Per anni si è occupato della latitanza dei Lo Piccolo. Nascondeva le armi dei padrini di San Lorenzo e la sua cerimonia per diventare uomo d'onore è stata "officiata" dall'Architetto, Giuseppe Liga

PALERMO. Da rapinatore a capo di uno dei mandamenti mafiosi più importanti di Palermo: un'escalation criminale compiuta in pochi anni e avallata dai boss Salvatore e Sandro Lo Piccolo. E' il ritratto del nuovo reggente del clan palermitano di Resuttana, Andrea Quatrosi, 52 anni, fermato, oggi, dai carabinieri, insieme ad altri due esponenti della cosca, con l'accusa di associazione mafiosa ed estorsione. Affiliato ritualmente solo di recente, Quatrosi, per anni, si é occupato della latitanza dei Lo Piccolo. "Si vantava - racconta il nuovo pentito Manuel Pasta che ne ha descritto il ruolo - di avere insegnato a Salvatore Lo Piccolo a nuotare". Per conto dei padrini di San Lorenzo, mandamento confinante con quello di Resuttana, nascondeva le armi: kalashnikov, mitragliette, fucili a pompa.
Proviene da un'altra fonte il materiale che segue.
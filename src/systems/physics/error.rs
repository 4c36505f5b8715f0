use serde::Serialize;
use thiserror::Error;

/// Reasons a run stops before the end of its time grid.
///
/// Both are ordinary run outcomes: the history up to the fault is still valid.
#[derive(Error, Debug, Clone, PartialEq, Serialize)]
pub enum SimulationFault {
    #[error("Numerical instability at t={time:.2}s: state became non-finite")]
    NumericalInstability { time: f64 },

    #[error("Domain error at t={time:.2}s: {quantity} is not a finite number")]
    DomainFault { time: f64, quantity: &'static str },
}

impl SimulationFault {
    /// Grid time of the step at which the fault occurred.
    pub fn time(&self) -> f64 {
        match self {
            SimulationFault::NumericalInstability { time } => *time,
            SimulationFault::DomainFault { time, .. } => *time,
        }
    }
}

/// Passes `value` through when finite, otherwise reports a domain fault for `quantity`.
pub(crate) fn ensure_finite(
    value: f64,
    quantity: &'static str,
    time: f64,
) -> Result<f64, SimulationFault> {
    if value.is_finite() {
        Ok(value)
    } else {
        Err(SimulationFault::DomainFault { time, quantity })
    }
}
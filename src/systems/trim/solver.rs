use crate::components::{AeroCoefficients, PhysicalConstants, TrimState};

/// Solves the static trim equations of the longitudinal model.
///
/// Lift balance gives the angle of attack, `α = (Cy_trim - Cy_0) / Cy_α`.
/// Moment balance about the CG then gives the elevator,
/// `δ = -(m_z0 + m_zα α + Cy_trim ΔX) / m_zδ`.
pub fn solve_trim(constants: &PhysicalConstants, aero: &AeroCoefficients) -> TrimState {
    let c_y_trim = constants.trim_lift_coefficient();
    let alpha = (c_y_trim - aero.lift.c_y_0) / aero.lift.c_y_alpha;

    let moment =
        aero.pitch.m_z_0 + aero.pitch.m_z_alpha * alpha + c_y_trim * constants.cg_offset();
    let elevator = -moment / aero.pitch.m_z_deltae;

    TrimState { alpha, elevator }
}

#[cfg(test)]
mod tests {
    use super::*;
    use approx::assert_relative_eq;

    #[test]
    fn test_reference_trim() {
        let trim = solve_trim(
            &PhysicalConstants::reference_transport(),
            &AeroCoefficients::reference_transport(),
        );
        assert_relative_eq!(trim.alpha, 0.10096, epsilon = 1e-4);
        assert_relative_eq!(trim.elevator, 0.025140, epsilon = 1e-5);
    }

    #[test]
    fn test_trim_zeroes_pitch_moment() {
        let mut constants = PhysicalConstants::reference_transport();
        constants.cg_fraction = 0.28;
        let aero = AeroCoefficients::reference_transport();
        let trim = solve_trim(&constants, &aero);
        let residual = aero.pitch.m_z_0
            + aero.pitch.m_z_alpha * trim.alpha
            + aero.pitch.m_z_deltae * trim.elevator
            + constants.trim_lift_coefficient() * constants.cg_offset();
        assert_relative_eq!(residual, 0.0, epsilon = 1e-12);
    }

    #[test]
    fn test_trim_alpha_balances_lift() {
        let constants = PhysicalConstants::reference_transport();
        let aero = AeroCoefficients::reference_transport();
        let trim = solve_trim(&constants, &aero);
        assert_relative_eq!(
            aero.lift.c_y_0 + aero.lift.c_y_alpha * trim.alpha,
            constants.trim_lift_coefficient(),
            epsilon = 1e-12
        );
    }
}
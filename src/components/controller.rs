use serde::{Deserialize, Serialize};

/// Internal state of the speed-hold loop, scoped to one controlled run.
#[derive(Debug, Clone, Copy, Default, PartialEq, Serialize, Deserialize)]
pub struct ControllerState {
    /// Output of the first-order derivative filter on the speed error.
    pub filter: f64,
    /// Integrated throttle command.
    pub throttle: f64,
}

impl ControllerState {
    pub fn new() -> Self {
        Self::default()
    }

    pub fn is_finite(&self) -> bool {
        self.filter.is_finite() && self.throttle.is_finite()
    }
}

/// Commands applied to the aircraft for the duration of one step.
#[derive(Debug, Clone, Copy, Default, PartialEq, Serialize, Deserialize)]
pub struct ControlCommand {
    /// Elevator deflection (rad).
    pub elevator: f64,
    /// Throttle command.
    pub throttle: f64,
    /// Speed error fed to the proportional term of the speed loop (m/s).
    pub speed_error: f64,
}

#[cfg(test)]
mod tests {
    use super::*;

    #[test]
    fn test_non_finite_state_detected() {
        let state = ControllerState {
            filter: 1.5,
            throttle: f64::NAN,
        };
        assert!(!state.is_finite());
        assert!(ControllerState::new().is_finite());
    }

    #[test]
    fn test_neutral_command() {
        let command = ControlCommand::default();
        assert_eq!(command.elevator, 0.0);
        assert_eq!(command.throttle, 0.0);
        assert_eq!(command.speed_error, 0.0);
    }
}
I collaboratori di giustizia raccontano che era solito tenere una P38 nascosta dietro al battiscopa della camera dal letto. Parte dell'arsenale del clan l'aveva affidato a una coppia di insospettabili di Cinisi, paese del palermitano. La cerimonia in cui è diventato formalmente un uomo d'onore l'ha "officiata" Giuseppe Liga, l'architetto succeduto a Lo Piccolo alla guida di San Lorenzo. E' lui a consigliargli di smetterla con i traffici di droga perché non è attività da capomafia e a invitarlo ad affidare il business ad altri, continuando, però, a intascarne i guadagni. Il pentito Pasta, insieme ad altri collaboratori di giustizia come Maurizio Spataro e Francesco Briguglio, racconta che Quatrosi ha preso il posto di Bartolo Genova, estromesso da Cosa nostra perché colpevole di avere organizzato un incontro, senza avvertire nessuno, con l'allora latitante Gianni Nicchi. In cella sono finiti anche i fedelissimi di Quatrosi: Carlo Giannusa, 41 anni, e Mario Napoli, detto Big Jim, 45, incaricato di riscuotere il pizzo per conto del clan.